About this exercise:
Work out how many lines in the data below contain "MetadataRegistry", and state that count with nothing added.

--- Material provided Enclosed Below ---

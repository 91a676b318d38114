//! Write actions executed at flush time.

use crate::entity::EntityEntry;
use crate::error::CoreResult;
use crate::persister::{EntityDeleter, EntityPersister, EntityUpdater};
use crate::types::EntityHandle;
use relata_storage::Connection;
use std::fmt;
use std::sync::Arc;

/// Category of a write action.
#[derive(Debug, Clone, Copy, PartialEq, Eq, Hash)]
pub enum ActionKind {
    /// INSERT of a newly persisted entity.
    Insert,
    /// UPDATE of a dirty entity.
    Update,
    /// DELETE of a removed entity.
    Delete,
}

impl fmt::Display for ActionKind {
    fn fmt(&self, f: &mut fmt::Formatter<'_>) -> fmt::Result {
        match self {
            ActionKind::Insert => write!(f, "insert"),
            ActionKind::Update => write!(f, "update"),
            ActionKind::Delete => write!(f, "delete"),
        }
    }
}

/// A staged write against one entity.
///
/// Executing an action runs its SQL; nothing prevents running it twice.
pub trait EntityAction: Send {
    /// The action's category.
    fn kind(&self) -> ActionKind;

    /// Handle of the entity written.
    fn handle(&self) -> EntityHandle;

    /// Runs the write on `conn`.
    fn execute(&self, conn: &mut dyn Connection) -> CoreResult<()>;
}

/// Inserts a newly persisted entity.
pub struct InsertAction {
    entry: Arc<EntityEntry>,
    persister: EntityPersister,
}

impl InsertAction {
    /// Creates an insert action.
    pub fn new(entry: Arc<EntityEntry>, persister: EntityPersister) -> Self {
        Self { entry, persister }
    }
}

impl EntityAction for InsertAction {
    fn kind(&self) -> ActionKind {
        ActionKind::Insert
    }

    fn handle(&self) -> EntityHandle {
        self.entry.handle()
    }

    fn execute(&self, conn: &mut dyn Connection) -> CoreResult<()> {
        self.persister
            .insert(conn, self.entry.entity().as_ref(), self.entry.metadata())?;
        self.entry
            .merge_snapshot(&self.entry.current_values()?, |a| a.is_insertable());
        Ok(())
    }
}

/// Writes a dirty entity to the row it is tracked under and refreshes the
/// snapshot slots of the updatable attributes.
pub struct UpdateAction {
    entry: Arc<EntityEntry>,
    updater: EntityUpdater,
}

impl UpdateAction {
    /// Creates an update action for the entry found dirty.
    pub fn new(entry: Arc<EntityEntry>, updater: EntityUpdater) -> Self {
        Self { entry, updater }
    }
}

impl EntityAction for UpdateAction {
    fn kind(&self) -> ActionKind {
        ActionKind::Update
    }

    fn handle(&self) -> EntityHandle {
        self.entry.handle()
    }

    fn execute(&self, conn: &mut dyn Connection) -> CoreResult<()> {
        let written = self.updater.update(
            conn,
            self.entry.entity().as_ref(),
            self.entry.metadata(),
            self.entry.tracked_id()?,
        )?;
        self.entry.merge_snapshot(&written, |a| a.is_updatable());
        Ok(())
    }
}

/// Deletes a removed entity.
pub struct DeleteAction {
    entry: Arc<EntityEntry>,
    deleter: EntityDeleter,
}

impl DeleteAction {
    /// Creates a delete action.
    pub fn new(entry: Arc<EntityEntry>, deleter: EntityDeleter) -> Self {
        Self { entry, deleter }
    }
}

impl EntityAction for DeleteAction {
    fn kind(&self) -> ActionKind {
        ActionKind::Delete
    }

    fn handle(&self) -> EntityHandle {
        self.entry.handle()
    }

    fn execute(&self, conn: &mut dyn Connection) -> CoreResult<()> {
        self.deleter
            .delete(conn, self.entry.metadata(), self.entry.tracked_id()?)?;
        Ok(())
    }
}
//! Persistence unit configuration.

use crate::entity::Entity;
use crate::error::{CoreError, CoreResult};
use crate::metadata::MetadataRegistry;
use crate::session::EntityManagerFactory;
use relata_storage::ConnectionConfig;
use std::path::PathBuf;

type Registration = fn(&MetadataRegistry) -> CoreResult<()>;

fn register_entity<T: Entity>(registry: &MetadataRegistry) -> CoreResult<()> {
    registry.register::<T>().map(|_| ())
}

/// Configuration of a persistence unit.
///
/// Names the database to connect to and the entity types the factory
/// registers when it is built.
#[derive(Clone, Default)]
pub struct PersistenceConfig {
    /// Connection settings. Required.
    pub connection: Option<ConnectionConfig>,

    /// Whether generated SQL is logged at debug level (otherwise trace).
    pub log_sql: bool,

    registrations: Vec<Registration>,
}

impl PersistenceConfig {
    /// Creates an empty configuration with no connection.
    #[must_use]
    pub fn new() -> Self {
        Self::default()
    }

    /// Configuration for a fresh in-memory database.
    #[must_use]
    pub fn in_memory() -> Self {
        Self::new().with_connection(ConnectionConfig::in_memory())
    }

    /// Configuration for a database file.
    #[must_use]
    pub fn file(path: impl Into<PathBuf>) -> Self {
        Self::new().with_connection(ConnectionConfig::file(path))
    }

    /// Sets the connection settings.
    #[must_use]
    pub fn with_connection(mut self, connection: ConnectionConfig) -> Self {
        self.connection = Some(connection);
        self
    }

    /// Adds an entity type to register.
    #[must_use]
    pub fn register<T: Entity>(mut self) -> Self {
        self.registrations.push(register_entity::<T>);
        self
    }

    /// Sets SQL logging.
    #[must_use]
    pub const fn log_sql(mut self, enabled: bool) -> Self {
        self.log_sql = enabled;
        self
    }

    /// Number of entity types to register.
    #[must_use]
    pub fn entity_count(&self) -> usize {
        self.registrations.len()
    }

    /// Registers every configured entity type in `registry`.
    pub(crate) fn apply_registrations(&self, registry: &MetadataRegistry) -> CoreResult<()> {
        self.registrations
            .iter()
            .try_for_each(|register| register(registry))
    }

    /// Checks that the configuration can build a factory.
    ///
    /// # Errors
    ///
    /// Returns [`CoreError::InvalidArgument`] if no connection is set.
    pub fn validate(&self) -> CoreResult<()> {
        match &self.connection {
            Some(_) => Ok(()),
            None => Err(CoreError::invalid_argument(
                "persistence config has no connection",
            )),
        }
    }

    /// Builds an [`EntityManagerFactory`] from this configuration.
    pub fn build_factory(self) -> CoreResult<EntityManagerFactory> {
        EntityManagerFactory::new(self)
    }
}

impl std::fmt::Debug for PersistenceConfig {
    fn fmt(&self, f: &mut std::fmt::Formatter<'_>) -> std::fmt::Result {
        f.debug_struct("PersistenceConfig")
            .field("connection", &self.connection)
            .field("log_sql", &self.log_sql)
            .field("entities", &self.registrations.len())
            .finish()
    }
}
//! Value codec registry.

use crate::error::{CodecError, CodecResult};
use crate::types::{AttributeType, SqlValue};
use crate::value::Value;
use parking_lot::RwLock;
use std::collections::HashMap;
use std::fmt;
use std::sync::Arc;
use uuid::Uuid;

/// Encode/decode strategy for one attribute type.
///
/// Codecs never see `Null`: the registry maps `Value::Null` and
/// `SqlValue::Null` onto each other before dispatching.
pub trait ValueCodec: Send + Sync {
    /// Encodes a non-null attribute value into a column value.
    fn encode(&self, value: &Value) -> CodecResult<SqlValue>;

    /// Decodes a non-null column value into an attribute value.
    fn decode(&self, column: SqlValue) -> CodecResult<Value>;
}

/// Booleans stored as integer 0/1.
#[derive(Debug, Default, Clone, Copy)]
pub struct BoolCodec;

impl ValueCodec for BoolCodec {
    fn encode(&self, value: &Value) -> CodecResult<SqlValue> {
        match value {
            Value::Bool(b) => Ok(SqlValue::Integer(i64::from(*b))),
            other => Err(CodecError::type_mismatch("bool", other.kind_name())),
        }
    }

    fn decode(&self, column: SqlValue) -> CodecResult<Value> {
        match column {
            SqlValue::Integer(n) => Ok(Value::Bool(n != 0)),
            SqlValue::Text(s) => match s.as_str() {
                "true" | "TRUE" | "1" => Ok(Value::Bool(true)),
                "false" | "FALSE" | "0" => Ok(Value::Bool(false)),
                _ => Err(CodecError::decoding_failed(format!("not a boolean: {s}"))),
            },
            other => Err(CodecError::type_mismatch("integer", other.kind_name())),
        }
    }
}

/// Integers stored natively.
#[derive(Debug, Default, Clone, Copy)]
pub struct IntegerCodec;

impl ValueCodec for IntegerCodec {
    fn encode(&self, value: &Value) -> CodecResult<SqlValue> {
        match value {
            Value::Integer(n) => Ok(SqlValue::Integer(*n)),
            other => Err(CodecError::type_mismatch("integer", other.kind_name())),
        }
    }

    fn decode(&self, column: SqlValue) -> CodecResult<Value> {
        match column {
            SqlValue::Integer(n) => Ok(Value::Integer(n)),
            other => Err(CodecError::type_mismatch("integer", other.kind_name())),
        }
    }
}

/// Reals stored natively; integer columns widen.
#[derive(Debug, Default, Clone, Copy)]
pub struct RealCodec;

impl ValueCodec for RealCodec {
    fn encode(&self, value: &Value) -> CodecResult<SqlValue> {
        match value {
            Value::Real(n) => Ok(SqlValue::Real(*n)),
            other => Err(CodecError::type_mismatch("real", other.kind_name())),
        }
    }

    fn decode(&self, column: SqlValue) -> CodecResult<Value> {
        match column {
            SqlValue::Real(n) => Ok(Value::Real(n)),
            #[allow(clippy::cast_precision_loss)]
            SqlValue::Integer(n) => Ok(Value::Real(n as f64)),
            other => Err(CodecError::type_mismatch("real", other.kind_name())),
        }
    }
}

/// Text stored natively.
#[derive(Debug, Default, Clone, Copy)]
pub struct TextCodec;

impl ValueCodec for TextCodec {
    fn encode(&self, value: &Value) -> CodecResult<SqlValue> {
        match value {
            Value::Text(s) => Ok(SqlValue::Text(s.clone())),
            other => Err(CodecError::type_mismatch("text", other.kind_name())),
        }
    }

    fn decode(&self, column: SqlValue) -> CodecResult<Value> {
        match column {
            SqlValue::Text(s) => Ok(Value::Text(s)),
            other => Err(CodecError::type_mismatch("text", other.kind_name())),
        }
    }
}

/// Bytes stored as blobs.
#[derive(Debug, Default, Clone, Copy)]
pub struct BytesCodec;

impl ValueCodec for BytesCodec {
    fn encode(&self, value: &Value) -> CodecResult<SqlValue> {
        match value {
            Value::Bytes(b) => Ok(SqlValue::Blob(b.clone())),
            other => Err(CodecError::type_mismatch("bytes", other.kind_name())),
        }
    }

    fn decode(&self, column: SqlValue) -> CodecResult<Value> {
        match column {
            SqlValue::Blob(b) => Ok(Value::Bytes(b)),
            other => Err(CodecError::type_mismatch("blob", other.kind_name())),
        }
    }
}

/// UUIDs stored as hyphenated text. Blob columns of 16 bytes are also read.
#[derive(Debug, Default, Clone, Copy)]
pub struct UuidTextCodec;

impl ValueCodec for UuidTextCodec {
    fn encode(&self, value: &Value) -> CodecResult<SqlValue> {
        match value {
            Value::Uuid(u) => Ok(SqlValue::Text(u.hyphenated().to_string())),
            other => Err(CodecError::type_mismatch("uuid", other.kind_name())),
        }
    }

    fn decode(&self, column: SqlValue) -> CodecResult<Value> {
        match column {
            SqlValue::Text(s) => Uuid::parse_str(&s)
                .map(Value::Uuid)
                .map_err(|e| CodecError::decoding_failed(format!("invalid uuid {s:?}: {e}"))),
            SqlValue::Blob(b) => Uuid::from_slice(&b)
                .map(Value::Uuid)
                .map_err(|e| CodecError::decoding_failed(format!("invalid uuid bytes: {e}"))),
            other => Err(CodecError::type_mismatch("text", other.kind_name())),
        }
    }
}

/// Maps attribute types to their codecs.
///
/// The registry is shared read-mostly; [`register`](Self::register) replaces
/// the codec for one type without affecting any other.
///
/// # Example
///
/// ```rust
/// use relata_codec::{AttributeType, CodecRegistry, SqlValue, Value};
///
/// let codecs = CodecRegistry::new();
/// let column = codecs.encode(&Value::Bool(true)).unwrap();
/// assert_eq!(column, SqlValue::Integer(1));
/// let back = codecs.decode(AttributeType::Bool, column).unwrap();
/// assert_eq!(back, Value::Bool(true));
/// ```
pub struct CodecRegistry {
    codecs: RwLock<HashMap<AttributeType, Arc<dyn ValueCodec>>>,
}

impl CodecRegistry {
    /// Creates a registry populated with the default codecs.
    #[must_use]
    pub fn new() -> Self {
        let mut codecs: HashMap<AttributeType, Arc<dyn ValueCodec>> = HashMap::new();
        codecs.insert(AttributeType::Bool, Arc::new(BoolCodec));
        codecs.insert(AttributeType::Integer, Arc::new(IntegerCodec));
        codecs.insert(AttributeType::Real, Arc::new(RealCodec));
        codecs.insert(AttributeType::Text, Arc::new(TextCodec));
        codecs.insert(AttributeType::Bytes, Arc::new(BytesCodec));
        codecs.insert(AttributeType::Uuid, Arc::new(UuidTextCodec));
        Self {
            codecs: RwLock::new(codecs),
        }
    }

    /// Replaces the codec used for `attribute_type`.
    pub fn register(&self, attribute_type: AttributeType, codec: Arc<dyn ValueCodec>) {
        self.codecs.write().insert(attribute_type, codec);
    }

    fn codec_for(&self, attribute_type: AttributeType) -> CodecResult<Arc<dyn ValueCodec>> {
        self.codecs
            .read()
            .get(&attribute_type)
            .cloned()
            .ok_or_else(|| {
                CodecError::encoding_failed(format!("no codec registered for {attribute_type}"))
            })
    }

    /// Encodes a value using the codec of its own attribute type.
    pub fn encode(&self, value: &Value) -> CodecResult<SqlValue> {
        match value.attribute_type() {
            None => Ok(SqlValue::Null),
            Some(ty) => self.codec_for(ty)?.encode(value),
        }
    }

    /// Decodes a column value as `attribute_type`.
    pub fn decode(&self, attribute_type: AttributeType, column: SqlValue) -> CodecResult<Value> {
        if column.is_null() {
            return Ok(Value::Null);
        }
        self.codec_for(attribute_type)?.decode(column)
    }

    /// Encodes every value of a parameter list.
    pub fn encode_all(&self, values: &[Value]) -> CodecResult<Vec<SqlValue>> {
        values.iter().map(|v| self.encode(v)).collect()
    }
}

impl Default for CodecRegistry {
    fn default() -> Self {
        Self::new()
    }
}

impl fmt::Debug for CodecRegistry {
    fn fmt(&self, f: &mut fmt::Formatter<'_>) -> fmt::Result {
        let mut types: Vec<_> = self.codecs.read().keys().copied().collect();
        types.sort();
        f.debug_struct("CodecRegistry")
            .field("types", &types)
            .finish()
    }
}

#[cfg(test)]
mod tests {
    use super::*;

    #[test]
    fn nulls_bypass_codecs() {
        let codecs = CodecRegistry::new();
        assert_eq!(codecs.encode(&Value::Null).unwrap(), SqlValue::Null);
        for ty in AttributeType::ALL {
            assert_eq!(codecs.decode(ty, SqlValue::Null).unwrap(), Value::Null);
        }
    }

    #[test]
    fn bool_stored_as_integer() {
        let codecs = CodecRegistry::new();
        assert_eq!(
            codecs.encode(&Value::Bool(false)).unwrap(),
            SqlValue::Integer(0)
        );
        assert_eq!(
            codecs
                .decode(AttributeType::Bool, SqlValue::Integer(3))
                .unwrap(),
            Value::Bool(true)
        );
    }

    #[test]
    fn uuid_stored_as_text() {
        let codecs = CodecRegistry::new();
        let id = Uuid::new_v4();
        let column = codecs.encode(&Value::Uuid(id)).unwrap();
        assert_eq!(column, SqlValue::Text(id.hyphenated().to_string()));
        assert_eq!(
            codecs.decode(AttributeType::Uuid, column).unwrap(),
            Value::Uuid(id)
        );
    }

    #[test]
    fn real_accepts_integer_column() {
        let codecs = CodecRegistry::new();
        assert_eq!(
            codecs
                .decode(AttributeType::Real, SqlValue::Integer(2))
                .unwrap(),
            Value::Real(2.0)
        );
    }

    #[test]
    fn decode_rejects_wrong_storage_class() {
        let codecs = CodecRegistry::new();
        let err = codecs
            .decode(AttributeType::Integer, SqlValue::Text("x".into()))
            .unwrap_err();
        assert_eq!(err, CodecError::type_mismatch("integer", "text"));
    }

    struct UuidBlobCodec;

    impl ValueCodec for UuidBlobCodec {
        fn encode(&self, value: &Value) -> CodecResult<SqlValue> {
            match value {
                Value::Uuid(u) => Ok(SqlValue::Blob(u.as_bytes().to_vec())),
                other => Err(CodecError::type_mismatch("uuid", other.kind_name())),
            }
        }

        fn decode(&self, column: SqlValue) -> CodecResult<Value> {
            UuidTextCodec.decode(column)
        }
    }

    #[test]
    fn register_replaces_single_codec() {
        let codecs = CodecRegistry::new();
        codecs.register(AttributeType::Uuid, Arc::new(UuidBlobCodec));

        let id = Uuid::new_v4();
        let column = codecs.encode(&Value::Uuid(id)).unwrap();
        assert_eq!(column, SqlValue::Blob(id.as_bytes().to_vec()));
        assert_eq!(
            codecs.decode(AttributeType::Uuid, column).unwrap(),
            Value::Uuid(id)
        );
        // other codecs untouched
        assert_eq!(
            codecs.encode(&Value::Text("a".into())).unwrap(),
            SqlValue::Text("a".into())
        );
    }
}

--- End of Enclosed Material provided ---

Answer to this exercise:
4